▶ _Work instruction_: Repeat the stretch of entries below from the line with "serde_json::from_str(&contents)" through the line with "fs::create_dir_all(parent)?;". Include both ends and add nothing.

Saved entries

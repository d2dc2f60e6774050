use std::io::{self, IsTerminal};
use std::process::ExitCode;

use anyhow::Context;
use clap::Parser;

use linkedin_post::auth::SystemBrowser;
use linkedin_post::cli::Cli;
use linkedin_post::commands::{self, Environment, Published, TerminalPrompter};
use linkedin_post::config::{self, Settings};
use linkedin_post::interrupt::InterruptGuard;

fn main() -> ExitCode {
    let cli = Cli::parse();

    env_logger::Builder::new()
        .filter_level(cli.log_level())
        .parse_default_env()
        .format_timestamp(None)
        .init();

    let result = try_main(&cli);
    let code = linkedin_post::exit_status(&result);
    match result {
        Ok(published) => {
            println!("Post published ({})!", published.visibility.describe());
            if let Some(url) = published.url() {
                println!("{}", url);
            }
            ExitCode::SUCCESS
        }
        Err(err) => {
            eprintln!("Error: {:#}", err);
            ExitCode::from(code)
        }
    }
}

fn try_main(cli: &Cli) -> anyhow::Result<Published> {
    let home = config::default_home()?;
    let settings = Settings::load(&home)?;
    log::debug!("Using configuration directory {}", home.display());

    let interrupts = InterruptGuard::new();
    interrupts
        .install()
        .context("Failed to install the Ctrl-C handler")?;

    let stdin = io::stdin();
    let stdin_is_terminal = stdin.is_terminal();
    let mut stdin = stdin.lock();

    let mut env = Environment {
        settings,
        stdin: &mut stdin,
        stdin_is_terminal,
        prompter: &TerminalPrompter,
        browser: &SystemBrowser,
        interrupts,
    };

    Ok(commands::run(cli, &mut env)?)
}
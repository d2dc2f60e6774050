pub mod auth;
pub mod cli;
pub mod commands;
pub mod config;
pub mod error;
pub mod interrupt;
pub mod linkedin_client;
pub mod post;

pub use error::{exit_status, AppError, AppResult};
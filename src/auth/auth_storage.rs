use chrono::{DateTime, Utc};
use serde::{Deserialize, Serialize};
use std::fs::{self, remove_file};
use std::io::{ErrorKind, Write};
use std::path::{Path, PathBuf};

use tempfile::NamedTempFile;

use crate::auth::token_data::TokenData;
use crate::error::{AppError, AppResult};

/// Everything the CLI remembers between runs.
#[derive(Debug, Clone, Serialize, Deserialize, PartialEq, Eq, Default)]
pub struct Credentials {
    pub client_id: String,
    pub client_secret: String,
    #[serde(default, skip_serializing_if = "Option::is_none")]
    pub access_token: Option<String>,
    #[serde(default, skip_serializing_if = "Option::is_none")]
    pub token_expiry: Option<DateTime<Utc>>,
}

impl Credentials {
    pub fn new(client_id: impl Into<String>, client_secret: impl Into<String>) -> Self {
        Self {
            client_id: client_id.into(),
            client_secret: client_secret.into(),
            access_token: None,
            token_expiry: None,
        }
    }

    pub fn has_keys(&self) -> bool {
        !self.client_id.is_empty() && !self.client_secret.is_empty()
    }

    /// A cached token that is present and not past its expiry.
    /// Tokens without a recorded expiry are assumed live until the API says otherwise.
    pub fn usable_token(&self, now: DateTime<Utc>) -> Option<&str> {
        let token = self.access_token.as_deref().filter(|t| !t.is_empty())?;
        match self.token_expiry {
            Some(expiry) if expiry <= now => None,
            _ => Some(token),
        }
    }

    pub fn set_token(&mut self, tokens: &TokenData) {
        self.access_token = Some(tokens.access_token.clone());
        self.token_expiry = tokens.expires_at;
    }

    pub fn clear_token(&mut self) {
        self.access_token = None;
        self.token_expiry = None;
    }
}

/// Sole owner of the credentials file.
#[derive(Debug, Clone)]
pub struct CredentialStore {
    path: PathBuf,
}

impl CredentialStore {
    pub fn new(path: impl Into<PathBuf>) -> Self {
        Self { path: path.into() }
    }

    pub fn path(&self) -> &Path {
        &self.path
    }

    pub fn load(&self) -> AppResult<Option<Credentials>> {
        let contents = match fs::read_to_string(&self.path) {
            Ok(contents) => contents,
            Err(e) if e.kind() == ErrorKind::NotFound => return Ok(None),
            Err(e) => return Err(e.into()),
        };

        serde_json::from_str(&contents)
            .map(Some)
            .map_err(|e| AppError::CorruptConfig {
                path: self.path.display().to_string(),
                reason: e.to_string(),
            })
    }

    /// Writes to a sibling temp file and renames it over the old one, so an
    /// interrupted run never leaves a half-written file behind.
    pub fn save(&self, credentials: &Credentials) -> AppResult<()> {
        let parent = match self.path.parent() {
            Some(parent) if !parent.as_os_str().is_empty() => parent,
            _ => Path::new("."),
        };
        fs::create_dir_all(parent)?;

        // NamedTempFile is created 0600 on unix, and rename keeps the mode.
        let mut file = NamedTempFile::new_in(parent)?;
        let json_string = serde_json::to_string_pretty(credentials)
            .map_err(|e| AppError::Io(e.into()))?;
        file.write_all(json_string.as_bytes())?;
        file.flush()?;
        file.as_file().sync_all()?;

        #[cfg(unix)]
        {
            use std::os::unix::fs::PermissionsExt;
            fs::set_permissions(file.path(), fs::Permissions::from_mode(0o600))?;
        }

        file.persist(&self.path).map_err(|e| AppError::Io(e.error))?;
        log::debug!("Saved credentials to {}", self.path.display());
        Ok(())
    }

    /// Drops the cached token but keeps the client id and secret.
    pub fn clear_token(&self) -> AppResult<()> {
        if let Some(mut credentials) = self.load()? {
            credentials.clear_token();
            self.save(&credentials)?;
        }
        Ok(())
    }

    /// Removes the whole file. Returns whether there was one.
    pub fn clear_all(&self) -> AppResult<bool> {
        match remove_file(&self.path) {
            Ok(()) => Ok(true),
            Err(e) if e.kind() == ErrorKind::NotFound => Ok(false),
            Err(e) => Err(e.into()),
        }
    }
}

#[cfg(test)]
mod tests {
    use super::*;
    use chrono::{Duration, TimeZone};
    use tempfile::tempdir;

    fn sample() -> Credentials {
        Credentials {
            client_id: "client-123".to_string(),
            client_secret: "secret-456".to_string(),
            access_token: Some("AQX-token".to_string()),
            token_expiry: Some(Utc.with_ymd_and_hms(2030, 1, 2, 3, 4, 5).unwrap()),
        }
    }

    #[test]
    fn test_load_missing_file_is_none() {
        let dir = tempdir().unwrap();
        let store = CredentialStore::new(dir.path().join("credentials.json"));
        assert_eq!(store.load().unwrap(), None);
    }

    #[test]
    fn test_save_then_load_round_trip() {
        let dir = tempdir().unwrap();
        let store = CredentialStore::new(dir.path().join("nested").join("credentials.json"));

        for credentials in [sample(), Credentials::new("id", "secret")] {
            store.save(&credentials).unwrap();
            assert_eq!(store.load().unwrap(), Some(credentials));
        }
    }

    #[test]
    fn test_corrupt_file_is_reported() {
        let dir = tempdir().unwrap();
        let path = dir.path().join("credentials.json");
        fs::write(&path, "{ not json").unwrap();

        let err = CredentialStore::new(&path).load().unwrap_err();
        assert!(matches!(err, AppError::CorruptConfig { .. }));
    }

    #[cfg(unix)]
    #[test]
    fn test_saved_file_is_owner_only() {
        use std::os::unix::fs::PermissionsExt;

        let dir = tempdir().unwrap();
        let store = CredentialStore::new(dir.path().join("credentials.json"));
        store.save(&sample()).unwrap();

        let mode = fs::metadata(store.path()).unwrap().permissions().mode();
        assert_eq!(mode & 0o777, 0o600);
    }

    #[test]
    fn test_save_leaves_no_temp_files() {
        let dir = tempdir().unwrap();
        let store = CredentialStore::new(dir.path().join("credentials.json"));
        store.save(&sample()).unwrap();
        store.save(&sample()).unwrap();

        let entries: Vec<_> = fs::read_dir(dir.path()).unwrap().collect();
        assert_eq!(entries.len(), 1);
    }

    #[test]
    fn test_clear_token_keeps_keys() {
        let dir = tempdir().unwrap();
        let store = CredentialStore::new(dir.path().join("credentials.json"));
        store.save(&sample()).unwrap();

        store.clear_token().unwrap();

        let loaded = store.load().unwrap().unwrap();
        assert_eq!(loaded.client_id, "client-123");
        assert_eq!(loaded.client_secret, "secret-456");
        assert_eq!(loaded.access_token, None);
        assert_eq!(loaded.token_expiry, None);
    }

    #[test]
    fn test_clear_all_removes_record() {
        let dir = tempdir().unwrap();
        let store = CredentialStore::new(dir.path().join("credentials.json"));
        store.save(&sample()).unwrap();

        assert!(store.clear_all().unwrap());
        assert_eq!(store.load().unwrap(), None);
        assert!(!store.clear_all().unwrap());
    }

    #[test]
    fn test_usable_token_respects_expiry() {
        let now = Utc::now();
        let mut credentials = sample();

        credentials.token_expiry = Some(now + Duration::hours(1));
        assert_eq!(credentials.usable_token(now), Some("AQX-token"));

        credentials.token_expiry = Some(now - Duration::seconds(1));
        assert_eq!(credentials.usable_token(now), None);

        credentials.token_expiry = None;
        assert_eq!(credentials.usable_token(now), Some("AQX-token"));

        credentials.access_token = None;
        assert_eq!(credentials.usable_token(now), None);
    }
}
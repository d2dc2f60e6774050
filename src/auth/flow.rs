use std::io;

use base64::{engine::general_purpose, Engine};
use chrono::Utc;
use subtle::ConstantTimeEq;
use url::Url;

use crate::auth::auth_storage::Credentials;
use crate::auth::oauth_server::CallbackListener;
use crate::auth::token_data::{TokenData, TokenResponse};
use crate::config::Settings;
use crate::error::{AppError, AppResult};
use crate::interrupt::InterruptGuard;

/// Whatever shows the consent page to the user.
pub trait BrowserLauncher {
    fn open(&self, url: &str) -> io::Result<()>;
}

pub struct SystemBrowser;

impl BrowserLauncher for SystemBrowser {
    fn open(&self, url: &str) -> io::Result<()> {
        webbrowser::open(url)
    }
}

#[derive(Debug, Clone, Copy, PartialEq, Eq)]
pub enum FlowState {
    Idle,
    AwaitingCallback,
    ExchangingCode,
    Complete,
    Failed,
}

/// One run of the authorization-code flow against the provider.
pub struct AuthFlow<'a> {
    settings: &'a Settings,
    http: &'a reqwest::blocking::Client,
    launcher: &'a dyn BrowserLauncher,
    interrupts: InterruptGuard,
    state: FlowState,
}

impl<'a> AuthFlow<'a> {
    pub fn new(
        settings: &'a Settings,
        http: &'a reqwest::blocking::Client,
        launcher: &'a dyn BrowserLauncher,
    ) -> Self {
        Self {
            settings,
            http,
            launcher,
            interrupts: InterruptGuard::default(),
            state: FlowState::Idle,
        }
    }

    pub fn with_interrupts(mut self, interrupts: InterruptGuard) -> Self {
        self.interrupts = interrupts;
        self
    }

    pub fn state(&self) -> FlowState {
        self.state
    }

    /// Runs the flow to completion. The caller is responsible for persisting
    /// the returned token.
    pub fn run(&mut self, credentials: &Credentials) -> AppResult<TokenData> {
        let result = self.drive(credentials);
        if result.is_err() {
            self.transition(FlowState::Failed);
        }
        result
    }

    fn drive(&mut self, credentials: &Credentials) -> AppResult<TokenData> {
        let redirect_uri = self.settings.redirect_uri();
        let listener =
            CallbackListener::bind(self.settings.callback_port, &self.settings.callback_path)?;

        let csrf_state = generate_state();
        let auth_url = authorization_url(
            self.settings,
            &credentials.client_id,
            &redirect_uri,
            &csrf_state,
        )?;
        self.transition(FlowState::AwaitingCallback);

        eprintln!("Opening browser for authorization...\n{}", auth_url);
        if self.settings.open_browser {
            if let Err(e) = self.launcher.open(auth_url.as_str()) {
                log::warn!("Failed to open browser: {}", e);
            }
        }

        let callback = {
            let _armed = self.interrupts.arm(listener.shutdown_handle());
            listener.await_callback(self.settings.callback_timeout(), &csrf_state)?
        };

        let returned_state = callback.state.as_deref().unwrap_or_default();
        if !states_match(returned_state, &csrf_state) {
            log::error!("Callback state did not match; possible forged redirect");
            return Err(AppError::StateMismatch);
        }

        self.transition(FlowState::ExchangingCode);
        let tokens = exchange_code_for_tokens(
            self.http,
            &self.settings.token_url,
            credentials,
            &callback.code,
            &redirect_uri,
        )?;

        self.transition(FlowState::Complete);
        Ok(tokens)
    }

    fn transition(&mut self, next: FlowState) {
        log::debug!("Authorization flow: {:?} -> {:?}", self.state, next);
        self.state = next;
    }
}

fn authorization_url(
    settings: &Settings,
    client_id: &str,
    redirect_uri: &str,
    state: &str,
) -> AppResult<Url> {
    let mut auth_url = Url::parse(&settings.authorization_url).map_err(|e| {
        AppError::InvalidInput(format!(
            "invalid authorization_url {:?}: {}",
            settings.authorization_url, e
        ))
    })?;

    auth_url
        .query_pairs_mut()
        .append_pair("response_type", "code")
        .append_pair("client_id", client_id)
        .append_pair("redirect_uri", redirect_uri)
        .append_pair("scope", &settings.scopes)
        .append_pair("state", state);

    Ok(auth_url)
}

fn exchange_code_for_tokens(
    http: &reqwest::blocking::Client,
    token_url: &str,
    credentials: &Credentials,
    code: &str,
    redirect_uri: &str,
) -> AppResult<TokenData> {
    let params = [
        ("grant_type", "authorization_code"),
        ("code", code),
        ("redirect_uri", redirect_uri),
        ("client_id", credentials.client_id.as_str()),
        ("client_secret", credentials.client_secret.as_str()),
    ];

    let response = http.post(token_url).form(&params).send()?;
    let status = response.status();
    let body = response.text()?;

    if !status.is_success() {
        return Err(AppError::TokenExchangeFailed {
            status: status.as_u16(),
            body,
        });
    }

    let token_response: TokenResponse =
        serde_json::from_str(&body).map_err(|e| AppError::TokenExchangeFailed {
            status: status.as_u16(),
            body: format!("unexpected token response ({}): {}", e, body),
        })?;

    Ok(token_response.into_token_data(Utc::now()))
}

pub(crate) fn states_match(returned: &str, expected: &str) -> bool {
    returned.as_bytes().ct_eq(expected.as_bytes()).into()
}

fn generate_state() -> String {
    use rand::RngCore;
    let mut bytes = [0u8; 32];
    rand::thread_rng().fill_bytes(&mut bytes);
    general_purpose::URL_SAFE_NO_PAD.encode(bytes)
}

▶ _Solution for this exercise_:
        serde_json::from_str(&contents)
            .map(Some)
            .map_err(|e| AppError::CorruptConfig {
                path: self.path.display().to_string(),
                reason: e.to_string(),
            })
    }

    /// Writes to a sibling temp file and renames it over the old one, so an
    /// interrupted run never leaves a half-written file behind.
    pub fn save(&self, credentials: &Credentials) -> AppResult<()> {
        let parent = match self.path.parent() {
            Some(parent) if !parent.as_os_str().is_empty() => parent,
            _ => Path::new("."),
        };
        fs::create_dir_all(parent)?;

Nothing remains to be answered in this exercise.